The fingerprints of the Department of Redundancy Department notwithstanding, my biggest problem with this is that I’d guess it’s a bald-faced lie. 300 million years ago, the oceans had FAR less salinity than today. My best SWAG effort would put the ocean pH at something in the ballpark of 7.5. Hell, even if it were 7.8, it’d still be a far sight more ‘acidic’ than it is today.
The more I read from Messr. Jarraud, the less I respect him.

Reply to  LeeHarvey
September 12, 2014 6:21 am

Just spotted this after making my comment below.
“Department of Redundancy Department”
Don’t crush that dwarf, hand me the pliers! (A Firesign Theatre reference, for those less fortunate)
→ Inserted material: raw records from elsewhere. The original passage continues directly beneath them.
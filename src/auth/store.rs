//! Credential persistence.
//!
//! [`CredentialStore`] is the narrow interface the auth core talks to. Every
//! mutation that must be atomic per account (refresh rotation, revocation by
//! token, reset-token consumption) is a single conditional operation here, so
//! the service never does a read-then-write on security state.

use async_trait::async_trait;
use chrono::{DateTime, Utc};
use serde::{Deserialize, Serialize};
use std::{
    collections::HashMap,
    fmt,
    str::FromStr,
    sync::{Mutex, MutexGuard, PoisonError},
};
use thiserror::Error;
use utoipa::ToSchema;
use uuid::Uuid;

#[derive(Debug, Error)]
pub enum StoreError {
    #[error("email already in use")]
    DuplicateEmail,
    #[error("credential store timed out")]
    Timeout,
    #[error("invalid stored value: {0}")]
    Corrupt(String),
    #[error(transparent)]
    Database(#[from] sqlx::Error),
}

#[derive(ToSchema, Serialize, Deserialize, Debug, Clone, Copy, PartialEq, Eq, Default)]
#[serde(rename_all = "lowercase")]
pub enum Role {
    Admin,
    #[default]
    Manager,
}

impl Role {
    #[must_use]
    pub const fn as_str(self) -> &'static str {
        match self {
            Self::Admin => "admin",
            Self::Manager => "manager",
        }
    }
}

impl fmt::Display for Role {
    fn fmt(&self, f: &mut fmt::Formatter<'_>) -> fmt::Result {
        f.write_str(self.as_str())
    }
}

impl FromStr for Role {
    type Err = StoreError;

    fn from_str(s: &str) -> Result<Self, Self::Err> {
        match s {
            "admin" => Ok(Self::Admin),
            "manager" => Ok(Self::Manager),
            other => Err(StoreError::Corrupt(format!("unknown role: {other}"))),
        }
    }
}

/// Full credential record. Only the auth core sees this type.
#[derive(Clone)]
pub struct AccountRecord {
    pub id: Uuid,
    pub email: String,
    pub first_name: Option<String>,
    pub last_name: Option<String>,
    pub password_hash: String,
    pub refresh_token_hash: Option<Vec<u8>>,
    pub reset_token_hash: Option<Vec<u8>>,
    pub reset_token_expires_at: Option<DateTime<Utc>>,
    pub failed_login_attempts: i32,
    pub last_login_attempt: Option<DateTime<Utc>>,
    pub role: Role,
    pub created_at: DateTime<Utc>,
}

impl fmt::Debug for AccountRecord {
    fn fmt(&self, f: &mut fmt::Formatter<'_>) -> fmt::Result {
        f.debug_struct("AccountRecord")
            .field("id", &self.id)
            .field("email", &self.email)
            .field("role", &self.role)
            .field("has_session", &self.refresh_token_hash.is_some())
            .field("failed_login_attempts", &self.failed_login_attempts)
            .finish_non_exhaustive()
    }
}

/// Public view of an account, safe to serialize outward.
#[derive(ToSchema, Serialize, Deserialize, Debug, Clone, PartialEq, Eq)]
#[serde(rename_all = "camelCase")]
pub struct Account {
    pub id: Uuid,
    pub email: String,
    #[serde(skip_serializing_if = "Option::is_none")]
    pub first_name: Option<String>,
    #[serde(skip_serializing_if = "Option::is_none")]
    pub last_name: Option<String>,
    pub role: Role,
    pub failed_login_attempts: i32,
    pub last_login_attempt: Option<DateTime<Utc>>,
    pub created_at: DateTime<Utc>,
}

impl From<&AccountRecord> for Account {
    fn from(record: &AccountRecord) -> Self {
        Self {
            id: record.id,
            email: record.email.clone(),
            first_name: record.first_name.clone(),
            last_name: record.last_name.clone(),
            role: record.role,
            failed_login_attempts: record.failed_login_attempts,
            last_login_attempt: record.last_login_attempt,
            created_at: record.created_at,
        }
    }
}

#[derive(Debug, Clone)]
pub struct NewAccount {
    pub email: String,
    pub first_name: Option<String>,
    pub last_name: Option<String>,
    pub password_hash: String,
    pub role: Role,
}

#[async_trait]
pub trait CredentialStore: Send + Sync {
    /// Create a record with no session, no reset token and zero failed attempts.
    async fn insert(&self, account: NewAccount) -> Result<AccountRecord, StoreError>;

    async fn find_by_id(&self, id: Uuid) -> Result<Option<AccountRecord>, StoreError>;

    /// `email` must already be normalized.
    async fn find_by_email(&self, email: &str) -> Result<Option<AccountRecord>, StoreError>;

    /// Reset the failure counter, stamp the attempt and install a new refresh hash.
    async fn record_login_success(
        &self,
        id: Uuid,
        at: DateTime<Utc>,
        refresh_hash: &[u8],
    ) -> Result<(), StoreError>;

    /// Claim one login attempt before the password is checked.
    ///
    /// A counter whose last attempt is at or before `window_start` counts as
    /// zero. Returns the claimed attempt number, or `None` when `max_attempts`
    /// attempts already sit inside the window (or the account is gone). A
    /// `max_attempts` of zero disables the lock.
    async fn claim_login_attempt(
        &self,
        id: Uuid,
        at: DateTime<Utc>,
        window_start: DateTime<Utc>,
        max_attempts: i32,
    ) -> Result<Option<i32>, StoreError>;

    /// Replace the refresh hash only if it still equals `expected`.
    ///
    /// Returns `false` when another caller already rotated or revoked it.
    async fn swap_refresh_hash(
        &self,
        id: Uuid,
        expected: &[u8],
        new: &[u8],
    ) -> Result<bool, StoreError>;

    /// Clear the refresh hash unconditionally. Returns `false` if the account does not exist.
    async fn clear_refresh_hash(&self, id: Uuid) -> Result<bool, StoreError>;

    /// Clear the refresh hash of whichever account currently holds `hash`.
    async fn revoke_refresh_hash(&self, hash: &[u8]) -> Result<Option<Uuid>, StoreError>;

    async fn set_reset_token(
        &self,
        id: Uuid,
        hash: &[u8],
        expires_at: DateTime<Utc>,
    ) -> Result<(), StoreError>;

    /// Single-use consumption: if an account holds `hash` and it has not expired at
    /// `now`, set `password_hash`, clear both reset fields and the refresh hash.
    async fn consume_reset_token(
        &self,
        hash: &[u8],
        now: DateTime<Utc>,
        password_hash: &str,
    ) -> Result<Option<Uuid>, StoreError>;

    async fn ping(&self) -> Result<(), StoreError>;
}

/// In-process store. Backs tests and local runs without a database.
#[derive(Debug, Default)]
pub struct MemoryStore {
    accounts: Mutex<HashMap<Uuid, AccountRecord>>,
}

impl MemoryStore {
    #[must_use]
    pub fn new() -> Self {
        Self::default()
    }

    /// Change an account role. Roles are never chosen at signup, so this is how
    /// tests and seed tooling create admins.
    pub fn set_role(&self, id: Uuid, role: Role) -> bool {
        self.lock().get_mut(&id).map(|record| record.role = role).is_some()
    }

    fn lock(&self) -> MutexGuard<'_, HashMap<Uuid, AccountRecord>> {
        self.accounts.lock().unwrap_or_else(PoisonError::into_inner)
    }
}

#[async_trait]
impl CredentialStore for MemoryStore {
    async fn insert(&self, account: NewAccount) -> Result<AccountRecord, StoreError> {
        let mut accounts = self.lock();
        if accounts.values().any(|record| record.email == account.email) {
            return Err(StoreError::DuplicateEmail);
        }
        let record = AccountRecord {
            id: Uuid::new_v4(),
            email: account.email,
            first_name: account.first_name,
            last_name: account.last_name,
            password_hash: account.password_hash,
            refresh_token_hash: None,
            reset_token_hash: None,
            reset_token_expires_at: None,
            failed_login_attempts: 0,
            last_login_attempt: None,
            role: account.role,
            created_at: Utc::now(),
        };
        accounts.insert(record.id, record.clone());
        Ok(record)
    }

    async fn find_by_id(&self, id: Uuid) -> Result<Option<AccountRecord>, StoreError> {
        Ok(self.lock().get(&id).cloned())
    }

    async fn find_by_email(&self, email: &str) -> Result<Option<AccountRecord>, StoreError> {
        Ok(self
            .lock()
            .values()
            .find(|record| record.email == email)
            .cloned())
    }

    async fn record_login_success(
        &self,
        id: Uuid,
        at: DateTime<Utc>,
        refresh_hash: &[u8],
    ) -> Result<(), StoreError> {
        if let Some(record) = self.lock().get_mut(&id) {
            record.failed_login_attempts = 0;
            record.last_login_attempt = Some(at);
            record.refresh_token_hash = Some(refresh_hash.to_vec());
        }
        Ok(())
    }

    async fn claim_login_attempt(
        &self,
        id: Uuid,
        at: DateTime<Utc>,
        window_start: DateTime<Utc>,
        max_attempts: i32,
    ) -> Result<Option<i32>, StoreError> {
        let mut accounts = self.lock();
        let Some(record) = accounts.get_mut(&id) else {
            return Ok(None);
        };
        let lapsed = record
            .last_login_attempt
            .map_or(true, |last| last <= window_start);
        let current = if lapsed { 0 } else { record.failed_login_attempts };
        if max_attempts > 0 && current >= max_attempts {
            return Ok(None);
        }
        record.failed_login_attempts = current.saturating_add(1);
        record.last_login_attempt = Some(at);
        Ok(Some(record.failed_login_attempts))
    }

    async fn swap_refresh_hash(
        &self,
        id: Uuid,
        expected: &[u8],
        new: &[u8],
    ) -> Result<bool, StoreError> {
        let mut accounts = self.lock();
        match accounts.get_mut(&id) {
            Some(record) if record.refresh_token_hash.as_deref() == Some(expected) => {
                record.refresh_token_hash = Some(new.to_vec());
                Ok(true)
            }
            _ => Ok(false),
        }
    }

    async fn clear_refresh_hash(&self, id: Uuid) -> Result<bool, StoreError> {
        Ok(self
            .lock()
            .get_mut(&id)
            .map(|record| record.refresh_token_hash = None)
            .is_some())
    }

    async fn revoke_refresh_hash(&self, hash: &[u8]) -> Result<Option<Uuid>, StoreError> {
        let mut accounts = self.lock();
        Ok(accounts
            .values_mut()
            .find(|record| record.refresh_token_hash.as_deref() == Some(hash))
            .map(|record| {
                record.refresh_token_hash = None;
                record.id
            }))
    }

    async fn set_reset_token(
        &self,
        id: Uuid,
        hash: &[u8],
        expires_at: DateTime<Utc>,
    ) -> Result<(), StoreError> {
        if let Some(record) = self.lock().get_mut(&id) {
            record.reset_token_hash = Some(hash.to_vec());
            record.reset_token_expires_at = Some(expires_at);
        }
        Ok(())
    }

    async fn consume_reset_token(
        &self,
        hash: &[u8],
        now: DateTime<Utc>,
        password_hash: &str,
    ) -> Result<Option<Uuid>, StoreError> {
        let mut accounts = self.lock();
        Ok(accounts
            .values_mut()
            .find(|record| {
                record.reset_token_hash.as_deref() == Some(hash)
                    && record.reset_token_expires_at.is_some_and(|exp| exp > now)
            })
            .map(|record| {
                record.password_hash = password_hash.to_string();
                record.reset_token_hash = None;
                record.reset_token_expires_at = None;
                record.refresh_token_hash = None;
                record.id
            }))
    }

    async fn ping(&self) -> Result<(), StoreError> {
        Ok(())
    }
}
September 12, 2014 6:11 am

I’m surprised that nobody pounced on this bit of mendacity:
“…oceans…have become more acidic than ever, the UN said on Tuesday”

nutso fasst
September 12, 2014 6:12 am

A version of this story appeared in the September 9 Washington Post as “CO2 levels in atmosphere rising at dramatically faster rate, U.N. report warns,” by Joby Warrick.
“Levels of heat-trapping carbon dioxide in the atmosphere rose at a record-shattering pace last year, a new report shows, a surge that surprised scientists and spurred fears of an accelerated warming of the planet in decades to come.”
In the same issue was an opinion piece by the CEO of the Audubon Society asking us to “give birds a fighting chance” against global warming.
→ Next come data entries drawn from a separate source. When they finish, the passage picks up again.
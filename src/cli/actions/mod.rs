pub mod server;

#[derive(Debug)]
pub enum Action {
    Server(server::Args),
}

impl Action {
    /// Execute the action.
    /// # Errors
    /// Returns an error if the action fails.
    pub async fn execute(self) -> anyhow::Result<()> {
        match self {
            Self::Server(args) => server::execute(args).await,
        }
    }
}
//! Forgot/reset password endpoints.

use axum::{
    extract::Extension,
    http::{header::SET_COOKIE, HeaderMap, StatusCode},
    response::{IntoResponse, Json},
};
use secrecy::SecretString;
use std::sync::Arc;
use tracing::instrument;

use super::{
    session::clear_refresh_cookie,
    types::{ForgotPasswordRequest, ResetPasswordRequest},
};
use crate::{
    api::error::Envelope,
    auth::{AuthService, ServiceError},
};

/// Same body whether or not the account exists.
pub const RESET_REQUESTED: &str =
    "If a matching account was found, a password reset email was sent.";

#[utoipa::path(
    post,
    path = "/forgot-password",
    request_body = ForgotPasswordRequest,
    responses(
        (status = 200, description = "Reset requested (always, to avoid account probing)"),
        (status = 400, description = "Missing email")
    ),
    tag = "auth"
)]
#[instrument(skip(auth, payload))]
pub async fn forgot_password(
    auth: Extension<Arc<AuthService>>,
    payload: Option<Json<ForgotPasswordRequest>>,
) -> Result<impl IntoResponse, ServiceError> {
    let Some(Json(request)) = payload else {
        return Err(ServiceError::validation("body", "Missing payload"));
    };
    auth.generate_reset_token(&request.email).await?;
    Ok((StatusCode::OK, Json(Envelope::success(Some(RESET_REQUESTED)))))
}

#[utoipa::path(
    post,
    path = "/reset-password",
    request_body = ResetPasswordRequest,
    responses(
        (status = 200, description = "Password updated; existing session revoked"),
        (status = 400, description = "Password does not meet policy"),
        (status = 401, description = "Invalid or expired reset token")
    ),
    tag = "auth"
)]
#[instrument(skip(auth, payload))]
pub async fn reset_password(
    auth: Extension<Arc<AuthService>>,
    payload: Option<Json<ResetPasswordRequest>>,
) -> Result<impl IntoResponse, ServiceError> {
    let Some(Json(request)) = payload else {
        return Err(ServiceError::validation("body", "Missing payload"));
    };
    auth.reset_password(&request.token, SecretString::from(request.password))
        .await?;

    let mut headers = HeaderMap::new();
    if let Ok(cookie) = clear_refresh_cookie(auth.config()) {
        headers.insert(SET_COOKIE, cookie);
    }
    Ok((
        StatusCode::OK,
        headers,
        Json(Envelope::success(Some("Password has been reset"))),
    ))
}
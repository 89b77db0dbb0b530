//! Session lifecycle: signup, login, refresh rotation, revocation, reset.
//!
//! Flow Overview:
//! 1) `login` claims an attempt against the lockout, verifies the password,
//!    fixes the absolute session expiry and issues an access/refresh pair.
//!    Only the refresh hash is stored.
//! 2) `refresh` verifies the presented token, checks the absolute expiry, then
//!    swaps the stored hash with a compare-and-swap. A presented token that is
//!    not the current one is treated as stolen and the session is revoked.
//! 3) `verify_access` is pure: signature and expiry only, no store lookup.
//!
//! Security boundary: every failure leaving this module is a [`ServiceError`];
//! login and reset failures are deliberately indistinguishable.

use anyhow::anyhow;
use chrono::{DateTime, Utc};
use secrecy::{ExposeSecret, SecretString};
use std::sync::Arc;
use tracing::{error, info, instrument, warn};
use ulid::Ulid;
use uuid::Uuid;

use super::{
    clock::{Clock, SystemClock},
    config::AuthConfig,
    error::{FieldError, ServiceError, INVALID_CREDENTIALS, INVALID_REFRESH_TOKEN, INVALID_RESET_TOKEN},
    guard::Identity,
    mailer::{LogResetMailer, ResetMailer, ResetMessage},
    password::PasswordHasher,
    store::{Account, AccountRecord, CredentialStore, NewAccount, Role},
    token::{AccessClaims, RefreshClaims, TokenCodec, Verified},
    utils::{
        build_reset_url, generate_reset_token, hash_token, normalize_email, normalize_name,
        password_policy_violation, valid_email,
    },
};

/// Signup payload after transport decoding.
#[derive(Debug)]
pub struct SignupInput {
    pub email: String,
    pub password: SecretString,
    pub first_name: Option<String>,
    pub last_name: Option<String>,
}

#[derive(Clone, PartialEq, Eq)]
pub struct TokenPair {
    pub access_token: String,
    pub refresh_token: String,
}

impl std::fmt::Debug for TokenPair {
    fn fmt(&self, f: &mut std::fmt::Formatter<'_>) -> std::fmt::Result {
        f.write_str("TokenPair(***)")
    }
}

#[derive(Debug, Clone)]
pub struct LoginOutcome {
    pub account: Account,
    pub tokens: TokenPair,
}
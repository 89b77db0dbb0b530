//! Request and response payloads for the auth endpoints.

use serde::{Deserialize, Serialize};
use utoipa::ToSchema;

use crate::auth::Account;

#[derive(ToSchema, Deserialize, Serialize)]
#[serde(rename_all = "camelCase")]
pub struct SignupRequest {
    pub email: String,
    pub password: String,
    #[serde(default)]
    pub first_name: Option<String>,
    #[serde(default)]
    pub last_name: Option<String>,
}

#[derive(ToSchema, Deserialize, Serialize)]
pub struct LoginRequest {
    pub email: String,
    pub password: String,
}

#[derive(ToSchema, Serialize, Deserialize, Debug, Clone)]
#[serde(rename_all = "camelCase")]
pub struct LoginData {
    pub user: Account,
    pub access_token: String,
}

#[derive(ToSchema, Serialize, Deserialize, Debug, Clone)]
#[serde(rename_all = "camelCase")]
pub struct AccessTokenData {
    pub access_token: String,
}

#[derive(ToSchema, Deserialize, Serialize, Debug)]
pub struct ForgotPasswordRequest {
    pub email: String,
}

#[derive(ToSchema, Deserialize, Serialize)]
pub struct ResetPasswordRequest {
    pub token: String,
    pub password: String,
}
September 12, 2014 6:13 am


Nick Stokes September 12, 2014 at 5:02 am said:
“……That is expected to take centuries.”
So, if the “equilibrium is expected to take centuries”, how can the 2100 CO2-dependent temperature increase be estimated?
And most importantly, how can you exclude the possibility of intervening (still not detected/understood) forcing(s) that could totally revert the hypothesized (but not “proven”, let alone “quantified”) CO2 effect in the future? (and preventing an equilibrium to be reached). Would you bet the world economy only just on this number?
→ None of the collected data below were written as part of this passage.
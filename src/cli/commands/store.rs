use anyhow::{Context, Result};
use clap::{Arg, ArgMatches, Command};
use secrecy::SecretString;
use std::time::Duration;

#[must_use]
pub fn with_args(command: Command) -> Command {
    command
        .arg(
            Arg::new("dsn")
                .short('d')
                .long("dsn")
                .help("Database connection string")
                .env("AUTHGATE_DSN")
                .required(true),
        )
        .arg(
            Arg::new("store-timeout-ms")
                .long("store-timeout-ms")
                .help("Upper bound for every credential store query in milliseconds")
                .env("AUTHGATE_STORE_TIMEOUT_MS")
                .default_value("3000")
                .value_parser(clap::value_parser!(u64).range(1..)),
        )
        .arg(
            Arg::new("db-max-connections")
                .long("db-max-connections")
                .help("Maximum database pool size")
                .env("AUTHGATE_DB_MAX_CONNECTIONS")
                .default_value("5")
                .value_parser(clap::value_parser!(u32).range(1..)),
        )
}

#[derive(Debug, Clone)]
pub struct Options {
    pub dsn: SecretString,
    pub timeout: Duration,
    pub max_connections: u32,
}

impl Options {
    /// # Errors
    /// Returns an error if the DSN is missing.
    pub fn parse(matches: &ArgMatches) -> Result<Self> {
        let dsn = matches
            .get_one::<String>("dsn")
            .cloned()
            .context("missing required argument: --dsn")?;
        Ok(Self {
            dsn: SecretString::from(dsn),
            timeout: Duration::from_millis(
                matches
                    .get_one::<u64>("store-timeout-ms")
                    .copied()
                    .unwrap_or(3000),
            ),
            max_connections: matches
                .get_one::<u32>("db-max-connections")
                .copied()
                .unwrap_or(5),
        })
    }
}
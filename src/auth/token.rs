//! Compact signed tokens (`header.claims.signature`, base64url, HS256).
//!
//! Access and refresh credentials use two independent [`TokenCodec`]s so a
//! leaked key for one class cannot mint the other.

use base64ct::{Base64UrlUnpadded, Encoding};
use chrono::{DateTime, Duration, Utc};
use hmac::{Hmac, Mac};
use secrecy::{ExposeSecret, SecretString};
use serde::{de::DeserializeOwned, Deserialize, Serialize};
use sha2::Sha256;
use thiserror::Error;
use uuid::Uuid;

use super::store::Role;

type HmacSha256 = Hmac<Sha256>;

const ALG: &str = "HS256";
const TYP: &str = "JWT";
pub const MIN_KEY_BYTES: usize = 32;

#[derive(Debug, Error)]
pub enum TokenError {
    #[error("invalid token format")]
    TokenFormat,
    #[error("invalid base64url encoding")]
    Base64,
    #[error("invalid json")]
    Json(#[from] serde_json::Error),
    #[error("unsupported algorithm: {0}")]
    UnsupportedAlg(String),
    #[error("invalid signature")]
    InvalidSignature,
    #[error("invalid expiration")]
    InvalidExp,
    #[error("token expired")]
    Expired,
    #[error("signing key must be at least {MIN_KEY_BYTES} bytes")]
    WeakKey,
}

impl TokenError {
    /// Expiry is the only failure a client can recover from by refreshing.
    #[must_use]
    pub const fn is_expired(&self) -> bool {
        matches!(self, Self::Expired)
    }
}

#[derive(Debug, Serialize, Deserialize)]
struct Header {
    alg: String,
    typ: String,
}

#[derive(Debug, Serialize, Deserialize)]
struct Registered<C> {
    iat: i64,
    exp: i64,
    #[serde(flatten)]
    claims: C,
}

/// Claims carried by an access credential.
#[derive(Debug, Clone, Serialize, Deserialize, PartialEq, Eq)]
pub struct AccessClaims {
    pub sub: Uuid,
    pub email: String,
    pub role: Role,
    pub jti: String,
}

/// Claims carried by a refresh credential.
///
/// `abs_exp` is fixed at login and copied verbatim into every rotated successor.
#[derive(Debug, Clone, Serialize, Deserialize, PartialEq, Eq)]
pub struct RefreshClaims {
    pub sub: Uuid,
    pub abs_exp: i64,
    pub jti: String,
}

/// Claims plus the registered timestamps, after a successful verification.
#[derive(Debug, Clone, PartialEq, Eq)]
pub struct Verified<C> {
    pub claims: C,
    pub issued_at: i64,
    pub expires_at: i64,
}

pub struct TokenCodec {
    key: SecretString,
}

impl std::fmt::Debug for TokenCodec {
    fn fmt(&self, f: &mut std::fmt::Formatter<'_>) -> std::fmt::Result {
        f.debug_struct("TokenCodec").field("key", &"***").finish()
    }
}

impl TokenCodec {
    /// # Errors
    /// Returns [`TokenError::WeakKey`] if the key is shorter than [`MIN_KEY_BYTES`].
    pub fn new(key: SecretString) -> Result<Self, TokenError> {
        if key.expose_secret().len() < MIN_KEY_BYTES {
            return Err(TokenError::WeakKey);
        }
        Ok(Self { key })
    }

    /// Sign `claims` with `iat = issued_at` and `exp = issued_at + ttl`.
    ///
    /// # Errors
    /// Returns an error if the claims cannot be encoded.
    pub fn issue<C: Serialize>(
        &self,
        claims: &C,
        issued_at: DateTime<Utc>,
        ttl: Duration,
    ) -> Result<String, TokenError> {
        let iat = issued_at.timestamp();
        let header = Header {
            alg: ALG.to_string(),
            typ: TYP.to_string(),
        };
        let body = Registered {
            iat,
            exp: iat + ttl.num_seconds(),
            claims,
        };

        let header_b64 = b64e_json(&header)?;
        let claims_b64 = b64e_json(&body)?;
        let signing_input = format!("{header_b64}.{claims_b64}");
        let signature = self.mac()?.chain_update(signing_input.as_bytes()).finalize();
        let signature_b64 = Base64UrlUnpadded::encode_string(&signature.into_bytes());

        Ok(format!("{signing_input}.{signature_b64}"))
    }

    /// Verify signature and expiry, returning the decoded claims.
    ///
    /// A token is expired from the instant `now >= exp`.
    ///
    /// # Errors
    /// Returns [`TokenError::Expired`] for a well-signed but stale token, or one
    /// of the malformed variants for anything else.
    pub fn verify<C: DeserializeOwned>(
        &self,
        token: &str,
        now: DateTime<Utc>,
    ) -> Result<Verified<C>, TokenError> {
        let mut parts = token.split('.');
        let header_b64 = parts.next().ok_or(TokenError::TokenFormat)?;
        let claims_b64 = parts.next().ok_or(TokenError::TokenFormat)?;
        let sig_b64 = parts.next().ok_or(TokenError::TokenFormat)?;
        if parts.next().is_some() {
            return Err(TokenError::TokenFormat);
        }

        let header: Header = b64d_json(header_b64)?;
        if header.alg != ALG {
            return Err(TokenError::UnsupportedAlg(header.alg));
        }

        let signature = Base64UrlUnpadded::decode_vec(sig_b64).map_err(|_| TokenError::Base64)?;
        self.mac()?
            .chain_update(format!("{header_b64}.{claims_b64}").as_bytes())
            .verify_slice(&signature)
            .map_err(|_| TokenError::InvalidSignature)?;

        let body: Registered<C> = b64d_json(claims_b64)?;
        if body.exp <= body.iat {
            return Err(TokenError::InvalidExp);
        }
        if body.exp <= now.timestamp() {
            return Err(TokenError::Expired);
        }

        Ok(Verified {
            claims: body.claims,
            issued_at: body.iat,
            expires_at: body.exp,
        })
    }

    fn mac(&self) -> Result<HmacSha256, TokenError> {
        HmacSha256::new_from_slice(self.key.expose_secret().as_bytes())
            .map_err(|_| TokenError::WeakKey)
    }
}

fn b64e_json<T: Serialize>(value: &T) -> Result<String, TokenError> {
    let json = serde_json::to_vec(value)?;
    Ok(Base64UrlUnpadded::encode_string(&json))
}

fn b64d_json<T: DeserializeOwned>(s: &str) -> Result<T, TokenError> {
    let bytes = Base64UrlUnpadded::decode_vec(s).map_err(|_| TokenError::Base64)?;
    Ok(serde_json::from_slice(&bytes)?)
}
September 12, 2014 6:34 am

Odd little facts in the chaos of it all.
Mt Rushmore had a nice snow yesterday. The gov. tax payer webcam recorded it.
This hour snow still on the trees, ground, mountains of Glacier National Park.
The gov. tax payer webcams have it live now. The one at Goathaunt is nice three others show the still remaining snow cover.
Myself I am betting lots of seed wheat, ferterlizer, hard work that I have enough CO2 to make a good wheat crop to feed the loons who say CO2 is a danger.
The more you study the climate/weather chaos the more you find growing chaos.

Richard Ilfeld
September 12, 2014 6:53 am

Sorry for a dumb question, but why is it that we can accept a single station in Hawaii for global Carbon Dioxide levels, but need a mixmaster to create temperatures. Ignoring proxies for both, we could still look at 100 years of data. And every pristine, documented, unmoved, properly sited, rural temperature record I’ve ever seen does not support much warming at all, much less catastrophic warming.

Editor
Reply to  Richard Ilfeld
September 12, 2014 8:52 am

Because CO2 is much better mixed that warm and cold temperatures. There are other sites looking at CO2, e.g. Antarctica and the OCO-2 satellite. http://www.nasa.gov/jpl/oco2/carbon-counter-20140811/
Basically a day’s worth of sunlight has a lot less impact on Mauna Loa CO2 concentrations than it does on ground level temperature. Ditto traveling some distance on the ground.

Rud Istvan
Reply to  Ric Werme
September 12, 2014 9:08 am

Also because the ocean surrounding it is relatively barren, and Mauna Loa is relatively high and locally barren (which is why the astronomical observatory preceded Keeling’s location choice), so that local biological impacts on atmospheric CO2 concentration are minimized.

DirkH
Reply to  Ric Werme
September 12, 2014 4:06 pm

Richard is completely right. Of course a sunny day will lead to a high temperature. So use the 12 month running average of a well sited rural station.
Every constant set ever examined that is not affected by UHI shows no Global Warming.
http://crapstats.wordpress.com/2010/01/21/global-warming-%e2%80%93-who-knows-we-all-care/

Pamela Gray
September 12, 2014 7:21 am

My musing. Look to the past for this increased outgassing of CO2. It takes 700-1000 years for the biggest CO2 sink we have to cough it back up again. The Medieval Warming Period saw incredible greening of northern latitudes that to this day are now under ice. Where did all the CO2 in the over-abundant flora and fauna disappear to? The oceans, where it has been slowly meandering through the abyssal bottom conveyer belt and then back up to the surface. This time lag could explain the lag we see in ice cores. And could explain the current CO2 being pumped into the atmosphere. The steady source of ancient CO2 could explain the steady pump we see in the Mauna Loa data as opposed to the fits and starts of current human sources. I think the CO2 is ancient and its source is the ocean overturning circulation.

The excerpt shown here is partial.